use skyscraper_validator::validation::{
    check_columns, check_horizontal_visibility, check_not_finished_board,
    check_uniqueness_in_rows, left_to_right_check,
};
use skyscraper_validator::{validate, validate_rows, Board, Cell, MalformedBoardError};

const SOLVED: [&str; 7] = [
    "***21**", "412453*", "423145*", "*543215", "*35214*", "*41532*", "*2*1***",
];

fn board(rows: &[&str]) -> Board {
    Board::from_rows(rows).expect("valid board")
}

fn line(text: &str) -> Vec<Cell> {
    text.chars()
        .map(|ch| Cell::from_char(ch).expect("board character"))
        .collect()
}

#[test]
fn test_solved_board_is_valid() {
    assert!(validate(&board(&SOLVED)));
}

#[test]
fn test_broken_row_is_invalid() {
    let mut rows = SOLVED;
    rows[1] = "452453*";
    assert!(!validate(&board(&rows)));
    assert_eq!(validate_rows(rows), Ok(false));
}

#[test]
fn test_visibility_reference_lines() {
    assert!(left_to_right_check(&line("412453*"), 4));
    assert!(!left_to_right_check(&line("452453*"), 5));
}

#[test]
fn test_any_unknown_cell_flips_completeness() {
    let solved = board(&SOLVED);
    assert!(check_not_finished_board(&solved));

    for row in 0..SOLVED.len() {
        for col in 0..SOLVED.len() {
            let mut rows: Vec<String> = SOLVED.iter().map(|r| r.to_string()).collect();
            rows[row].replace_range(col..col + 1, "?");
            let board = Board::from_rows(&rows).expect("valid board");
            assert!(!check_not_finished_board(&board), "'?' at ({row}, {col})");
            assert!(!validate(&board));
        }
    }
}

#[test]
fn test_uniqueness_only_looks_at_interior() {
    // Hints duplicate interior values; interiors are distinct.
    let rows = ["*1221", "11232", "22313", "33121", "*****"];
    assert!(check_uniqueness_in_rows(&board(&rows)));

    let rows = ["*****", "*123*", "*232*", "*311*", "*****"];
    assert!(!check_uniqueness_in_rows(&board(&rows)));
}

#[test]
fn test_columns_match_row_rules_on_transpose() {
    let mut broken = SOLVED;
    broken[2] = "423154*";

    for rows in [SOLVED, broken] {
        let board = board(&rows);
        let transposed = board.transpose();
        assert_eq!(
            check_columns(&board),
            check_uniqueness_in_rows(&transposed) && check_horizontal_visibility(&transposed)
        );
        assert_eq!(transposed.transpose(), board);
    }
}

#[test]
fn test_column_violation_alone_fails_validation() {
    // Rows stay unique and row hints hold, but column 4's top hint is wrong.
    let mut rows = SOLVED;
    rows[0] = "***23**";
    let board = board(&rows);
    assert!(check_uniqueness_in_rows(&board));
    assert!(check_horizontal_visibility(&board));
    assert!(!check_columns(&board));
    assert!(!validate(&board));
}

#[test]
fn test_validate_is_idempotent() {
    let mut broken = SOLVED;
    broken[1] = "452453*";
    for rows in [SOLVED, broken] {
        let board = board(&rows);
        let first = validate(&board);
        let second = validate(&board);
        assert_eq!(first, second);
    }
}

#[test]
fn test_smallest_board() {
    assert_eq!(validate_rows(["*1*", "111", "*1*"]), Ok(true));
    assert_eq!(validate_rows(["*2*", "*1*", "***"]), Ok(false));
}

#[test]
fn test_malformed_boards_fail_fast() {
    let empty: Vec<String> = Vec::new();
    assert_eq!(validate_rows(empty), Err(MalformedBoardError::Empty));
    assert_eq!(
        validate_rows(["***21**", "412453*"]),
        Err(MalformedBoardError::NotSquare {
            rows: 2,
            row: 0,
            len: 7
        })
    );
    assert_eq!(
        validate_rows(["*"]),
        Err(MalformedBoardError::TooSmall { side: 1 })
    );
    assert!(matches!(
        validate_rows(["***", "*x*", "***"]),
        Err(MalformedBoardError::InvalidCell { ch: 'x', .. })
    ));
}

---

* [BRIEF] Each of the lines above must appear again, unchanged.

* [SOLUTION TO THIS TASK]
use skyscraper_validator::validation::{
    check_columns, check_horizontal_visibility, check_not_finished_board,
    check_uniqueness_in_rows, left_to_right_check,
};
use skyscraper_validator::{validate, validate_rows, Board, Cell, MalformedBoardError};

const SOLVED: [&str; 7] = [
    "***21**", "412453*", "423145*", "*543215", "*35214*", "*41532*", "*2*1***",
];

fn board(rows: &[&str]) -> Board {
    Board::from_rows(rows).expect("valid board")
}

fn line(text: &str) -> Vec<Cell> {
    text.chars()
        .map(|ch| Cell::from_char(ch).expect("board character"))
        .collect()
}

#[test]
fn test_solved_board_is_valid() {
    assert!(validate(&board(&SOLVED)));
}

#[test]
fn test_broken_row_is_invalid() {
    let mut rows = SOLVED;
    rows[1] = "452453*";
    assert!(!validate(&board(&rows)));
    assert_eq!(validate_rows(rows), Ok(false));
}

#[test]
fn test_visibility_reference_lines() {
    assert!(left_to_right_check(&line("412453*"), 4));
    assert!(!left_to_right_check(&line("452453*"), 5));
}

#[test]
fn test_any_unknown_cell_flips_completeness() {
    let solved = board(&SOLVED);
    assert!(check_not_finished_board(&solved));

    for row in 0..SOLVED.len() {
        for col in 0..SOLVED.len() {
            let mut rows: Vec<String> = SOLVED.iter().map(|r| r.to_string()).collect();
            rows[row].replace_range(col..col + 1, "?");
            let board = Board::from_rows(&rows).expect("valid board");
            assert!(!check_not_finished_board(&board), "'?' at ({row}, {col})");
            assert!(!validate(&board));
        }
    }
}

#[test]
fn test_uniqueness_only_looks_at_interior() {
    // Hints duplicate interior values; interiors are distinct.
    let rows = ["*1221", "11232", "22313", "33121", "*****"];
    assert!(check_uniqueness_in_rows(&board(&rows)));

    let rows = ["*****", "*123*", "*232*", "*311*", "*****"];
    assert!(!check_uniqueness_in_rows(&board(&rows)));
}

#[test]
fn test_columns_match_row_rules_on_transpose() {
    let mut broken = SOLVED;
    broken[2] = "423154*";

    for rows in [SOLVED, broken] {
        let board = board(&rows);
        let transposed = board.transpose();
        assert_eq!(
            check_columns(&board),
            check_uniqueness_in_rows(&transposed) && check_horizontal_visibility(&transposed)
        );
        assert_eq!(transposed.transpose(), board);
    }
}

#[test]
fn test_column_violation_alone_fails_validation() {
    // Rows stay unique and row hints hold, but column 4's top hint is wrong.
    let mut rows = SOLVED;
    rows[0] = "***23**";
    let board = board(&rows);
    assert!(check_uniqueness_in_rows(&board));
    assert!(check_horizontal_visibility(&board));
    assert!(!check_columns(&board));
    assert!(!validate(&board));
}

#[test]
fn test_validate_is_idempotent() {
    let mut broken = SOLVED;
    broken[1] = "452453*";
    for rows in [SOLVED, broken] {
        let board = board(&rows);
        let first = validate(&board);
        let second = validate(&board);
        assert_eq!(first, second);
    }
}

#[test]
fn test_smallest_board() {
    assert_eq!(validate_rows(["*1*", "111", "*1*"]), Ok(true));
    assert_eq!(validate_rows(["*2*", "*1*", "***"]), Ok(false));
}

#[test]
fn test_malformed_boards_fail_fast() {
    let empty: Vec<String> = Vec::new();
    assert_eq!(validate_rows(empty), Err(MalformedBoardError::Empty));
    assert_eq!(
        validate_rows(["***21**", "412453*"]),
        Err(MalformedBoardError::NotSquare {
            rows: 2,
            row: 0,
            len: 7
        })
    );
    assert_eq!(
        validate_rows(["*"]),
        Err(MalformedBoardError::TooSmall { side: 1 })
    );
    assert!(matches!(
        validate_rows(["***", "*x*", "***"]),
        Err(MalformedBoardError::InvalidCell { ch: 'x', .. })
    ));
}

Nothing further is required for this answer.